### [Exercise aim]
Copy exactly the lines of the data below that run from the line holding "Some(query) if !query.is_empty()" through the line holding "fn main() ->", both ends included.

### [Data to use]
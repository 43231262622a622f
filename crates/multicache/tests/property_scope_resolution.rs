//! Property-based tests for scope resolution
//!
//! Resolution is a pure function of `(scope, key, separator)`, the global
//! page never prefixes keys, and subpaths always land in the item key.

use multicache::{resolve, ResolvedKey};
use proptest::prelude::*;

/// Strategy for generating scope segments without separators or whitespace
fn segment_strategy() -> impl Strategy<Value = String> {
    r"[a-zA-Z0-9_\-]{1,12}"
}

/// Strategy for generating item keys
fn key_strategy() -> impl Strategy<Value = String> {
    r"[a-zA-Z0-9_]{0,12}"
}

proptest! {
    #![proptest_config(ProptestConfig::with_cases(200))]

    #[test]
    fn prop_resolution_is_idempotent(
        scope in r"[ a-z/]{0,20}",
        key in key_strategy(),
    ) {
        let first = resolve(&scope, &key, "/").unwrap();
        let second = resolve(&scope, &key, "/").unwrap();
        prop_assert_eq!(first, second);
    }

    #[test]
    fn prop_global_never_prefixes(
        subpath in prop::option::of(segment_strategy()),
        key in key_strategy(),
    ) {
        let scope = match &subpath {
            Some(sub) => format!("global/{}", sub),
            None => "global".to_string(),
        };
        let resolved = resolve(&scope, &key, "/").unwrap();
        prop_assert_eq!(resolved.page.as_deref(), Some("global"));
        prop_assert_eq!(resolved.item_key, key);
    }

    #[test]
    fn prop_subpath_prefixes_item_key(
        page in segment_strategy().prop_filter("not global", |p| p != "global"),
        subpath in segment_strategy(),
        key in key_strategy(),
    ) {
        let resolved = resolve(&format!("{}/{}/", page, subpath), &key, "/").unwrap();
        prop_assert_eq!(
            resolved,
            ResolvedKey {
                page: Some(page),
                item_key: format!("{}>{}", subpath, key),
            }
        );
    }

    #[test]
    fn prop_surrounding_whitespace_is_ignored(
        page in segment_strategy(),
        pad_left in r" {0,3}",
        pad_right in r" {0,3}",
        key in key_strategy(),
    ) {
        let plain = resolve(&page, &key, "/").unwrap();
        let padded = resolve(&format!("{}{}{}", pad_left, page, pad_right), &key, "/").unwrap();
        prop_assert_eq!(plain, padded);
    }
}
//! Page location and its query string
//!
//! [`PageLocation`] stands in for the page address bar: it holds the current
//! URL and document title and the history state last put in place by a
//! query update. Query updates merge into the existing parameters and never
//! navigate.

use std::{sync::Arc, time::Duration};

use parking_lot::RwLock;
use serde_json::{Map, Value};
use tracing::debug;
use url::{form_urlencoded, Url};

/// History state installed by a `replaceState`
#[derive(Debug, Clone, PartialEq, Eq)]
pub struct HistoryEntry {
    pub href: String,
    pub title: String,
}

#[derive(Debug)]
struct LocationState {
    url: Url,
    title: String,
    current: Option<HistoryEntry>,
    replacements: u64,
}

/// Shared handle to the current page location
#[derive(Debug, Clone)]
pub struct PageLocation {
    state: Arc<RwLock<LocationState>>,
}

impl PageLocation {
    pub fn new(url: Url) -> Self {
        Self {
            state: Arc::new(RwLock::new(LocationState {
                url,
                title: String::new(),
                current: None,
                replacements: 0,
            })),
        }
    }

    /// Parse `href` as the current location
    pub fn parse(href: &str) -> Result<Self, url::ParseError> {
        Ok(Self::new(Url::parse(href)?))
    }

    #[must_use]
    pub fn with_title(self, title: impl Into<String>) -> Self {
        self.state.write().title = title.into();
        self
    }

    pub fn href(&self) -> String {
        self.state.read().url.to_string()
    }

    /// Query string including the leading `?`, or empty
    pub fn search(&self) -> String {
        search_of(&self.state.read().url)
    }

    /// Current document title
    pub fn title(&self) -> String {
        self.state.read().title.clone()
    }

    /// History state installed by the latest query update, if any
    pub fn current_state(&self) -> Option<HistoryEntry> {
        self.state.read().current.clone()
    }

    /// Number of history replacements performed so far
    pub fn replace_count(&self) -> u64 {
        self.state.read().replacements
    }

    /// All query parameters in order, last duplicate wins
    pub fn params(&self) -> Vec<(String, String)> {
        collapse(self.state.read().url.query_pairs().into_owned())
    }

    /// Value of one query parameter
    pub fn param(&self, key: &str) -> Option<String> {
        self.params()
            .into_iter()
            .find(|(k, _)| k == key)
            .map(|(_, v)| v)
    }

    /// Merge `params` into the query string
    ///
    /// With a `delay` the update runs as a detached task on the current tokio
    /// runtime and cannot be cancelled; without a runtime it applies at once.
    pub fn write_params(&self, params: Map<String, Value>, title: Option<&str>, delay: Option<Duration>) {
        let title = title.map(str::to_string);
        match delay {
            None => self.apply(&params, title.as_deref()),
            Some(delay) => match tokio::runtime::Handle::try_current() {
                Ok(handle) => {
                    let location = self.clone();
                    handle.spawn(async move {
                        tokio::time::sleep(delay).await;
                        location.apply(&params, title.as_deref());
                    });
                }
                Err(_) => {
                    debug!("No async runtime for delayed query update, applying now");
                    self.apply(&params, title.as_deref());
                }
            },
        }
    }

    fn apply(&self, params: &Map<String, Value>, title: Option<&str>) {
        let mut state = self.state.write();

        let mut merged = collapse(state.url.query_pairs().into_owned());
        if merged.is_empty() {
            debug!("Page has no query parameters, skipping update");
            return;
        }
        for (key, value) in params {
            let value = query_value(value);
            match merged.iter_mut().find(|(k, _)| k == key) {
                Some(slot) => slot.1 = value,
                None => merged.push((key.clone(), value)),
            }
        }

        let query = form_urlencoded::Serializer::new(String::new())
            .extend_pairs(merged.iter())
            .finish();
        if search_of(&state.url) == format!("?{}", query) {
            return;
        }

        state.url.set_query(Some(&query));
        let title = title.map_or_else(|| state.title.clone(), str::to_string);
        let href = state.url.to_string();
        debug!("Replacing history state with {}", href);
        state.current = Some(HistoryEntry { href, title });
        state.replacements += 1;
    }
}

fn search_of(url: &Url) -> String {
    match url.query() {
        Some(query) if !query.is_empty() => format!("?{}", query),
        _ => String::new(),
    }
}

fn collapse(pairs: impl Iterator<Item = (String, String)>) -> Vec<(String, String)> {
    let mut out: Vec<(String, String)> = Vec::new();
    for (key, value) in pairs {
        match out.iter_mut().find(|(k, _)| *k == key) {
            Some(slot) => slot.1 = value,
            None => out.push((key, value)),
        }
    }
    out
}

/// Render a JSON value the way it appears in a query string
pub fn query_value(value: &Value) -> String {
    match value {
        Value::Null => String::new(),
        Value::String(s) => s.clone(),
        other => other.to_string(),
    }
}
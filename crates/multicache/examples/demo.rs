//! Walk through the facade against a throwaway disk store.
//!
//! Run with `RUST_LOG=multicache=debug` to see bucket traffic.

use std::sync::Arc;

use multicache::{
    BackendKind, Cache, CacheConfig, DiskStorage, EnvOverrides, GetOptions, MemoryStorage,
    PageLocation, ScopeOptions, SessionStorage, SetOptions, StorageBackends, Template,
    UrlSearchSource,
};
use tracing_subscriber::EnvFilter;

fn main() -> anyhow::Result<()> {
    let filter = EnvFilter::try_from_default_env().unwrap_or_else(|_| EnvFilter::new("multicache=info"));
    tracing_subscriber::fmt().with_env_filter(filter).init();

    let dir = std::env::temp_dir().join("multicache-demo");
    let memory = MemoryStorage::shared();
    let backends = StorageBackends::new(
        Arc::new(DiskStorage::new(&dir)),
        Arc::new(SessionStorage::new()),
        memory,
    );

    let mut config = CacheConfig::new()
        .namespace("tmc")
        .strict(Template::new().global_keys(["age"]).pages(["home"]));
    EnvOverrides::apply(&mut config);

    let location = PageLocation::parse("https://example.com/home?from=demo")?.with_title("Home");
    let cache = Cache::new(config, backends, location)?;

    cache.set_item("name", &100, &SetOptions::new().scope("home"))?;
    cache.set_item("age", &18, &SetOptions::new().backend(BackendKind::Local))?;

    let name = cache.get_item("name", &GetOptions::new().scope("home/hotel").default_value("100"))?;
    println!("home/hotel name: {:?}", name);

    let age = cache.get_item(
        "age",
        &GetOptions::new().chain([BackendKind::Memory, BackendKind::Local]),
    )?;
    println!("age: {:?}", age);

    if let Err(e) = cache.set_item("x", &1, &SetOptions::new().scope("office")) {
        println!("rejected: {}", e);
    }

    cache.update_url_search(
        [("age", UrlSearchSource::lookup("age", GetOptions::new().backend(BackendKind::Local)))],
        None,
        None,
    )?;
    println!("url: {}", cache.location().href());

    cache.clear(&ScopeOptions::new().scope("home"))?;
    cache.clear(&ScopeOptions::new().backend(BackendKind::Local))?;
    Ok(())
}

### [Answer space]
        Some(query) if !query.is_empty() => format!("?{}", query),
        _ => String::new(),
    }
}

fn collapse(pairs: impl Iterator<Item = (String, String)>) -> Vec<(String, String)> {
    let mut out: Vec<(String, String)> = Vec::new();
    for (key, value) in pairs {
        match out.iter_mut().find(|(k, _)| *k == key) {
            Some(slot) => slot.1 = value,
            None => out.push((key, value)),
        }
    }
    out
}

/// Render a JSON value the way it appears in a query string
pub fn query_value(value: &Value) -> String {
    match value {
        Value::Null => String::new(),
        Value::String(s) => s.clone(),
        other => other.to_string(),
    }
}
filename crates/multicache/examples/demo.rs
//! Walk through the facade against a throwaway disk store.
//!
//! Run with `RUST_LOG=multicache=debug` to see bucket traffic.

use std::sync::Arc;

use multicache::{
    BackendKind, Cache, CacheConfig, DiskStorage, EnvOverrides, GetOptions, MemoryStorage,
    PageLocation, ScopeOptions, SessionStorage, SetOptions, StorageBackends, Template,
    UrlSearchSource,
};
use tracing_subscriber::EnvFilter;

fn main() -> anyhow::Result<()> {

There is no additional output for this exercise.